DJI M300RTK L1 LiDAR Sensor
Interpine’s DJI Matrice 300 RTK with L1 Lidar sensor fitted.
Interpine DJI M300RTK Drone UAV L1 LiDAR Sensor

LiDAR (light detection and ranging) is a scanning technology that actively surveys and measures the environment around it. Fitted to a drone, this provides a 3D model of the world within its reach. Here is a snippet of our drone fitted with the DJI L1 LiDAR sensor scanning the trees / forest around our office and the live 3D point cloud view (right side of the screen) provided to the pilots during data collection.

With this kind of data, the way we assess and measure forests changes. The opportunities for tracking individual trees over time become a reality.

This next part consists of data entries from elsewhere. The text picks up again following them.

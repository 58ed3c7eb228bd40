#![allow(dead_code)]

mod fixtures;

pub use fixtures::*;
pub use test_db::*;
use th_core::TicketDto;

use serde::Serialize;

/// List of tickets response, newest first
#[derive(Debug, Serialize)]
pub struct TicketListResponse {
    pub tickets: Vec<TicketDto>,
}
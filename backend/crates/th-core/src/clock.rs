//! Source of "now" for stamping ticket dates.

use std::sync::Mutex;

use chrono::{DateTime, Duration, Utc};

pub trait Clock: Send + Sync {
    fn now(&self) -> DateTime<Utc>;
}

/// Wall-clock time
#[derive(Debug, Clone, Copy, Default)]
pub struct SystemClock;

impl Clock for SystemClock {
    fn now(&self) -> DateTime<Utc> {
        Utc::now()
    }
}

/// A clock that only moves when told to
#[derive(Debug)]
pub struct ManualClock {
    time: Mutex<DateTime<Utc>>,
}

impl ManualClock {
    pub fn new(time: DateTime<Utc>) -> Self {
        Self {
            time: Mutex::new(time),
        }
    }

    pub fn set(&self, time: DateTime<Utc>) {
        *self.time.lock().unwrap_or_else(|e| e.into_inner()) = time;
    }

    pub fn advance(&self, by: Duration) {
        let mut time = self.time.lock().unwrap_or_else(|e| e.into_inner());
        *time += by;
    }
}

impl Clock for ManualClock {
    fn now(&self) -> DateTime<Utc> {
        *self.time.lock().unwrap_or_else(|e| e.into_inner())
    }
}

Forest level tree segmentation with LiDAR data
Digital Terrain Model of the Typical Forest Woodlot Derived from Drone Based LiDAR (this being for the Forest Woodlot shown at the start of this article)
Extract of a profile of the normalized point cloud of the trees, colored by height profile, showing every tree being able to be measured for height. The ground returns are also shown on the ground in which the LiDAR gathers by penetrating down through the tree canopy.
Forest Woodlot CHM View
Tree height profile where the color indicates the height of the trees where the terrain has been removed to focus on the standing trees (normalized). This enables the measurement of individual trees for height, and if often referred to as a canopy height model.
And extracting individual trees from the LiDAR data for further forest valuation/inventory analysis. In this case, 5109 trees are present across the forest.
In this example, the trees can be pulled off the landscape and a digital terrain model of the bare earth developed.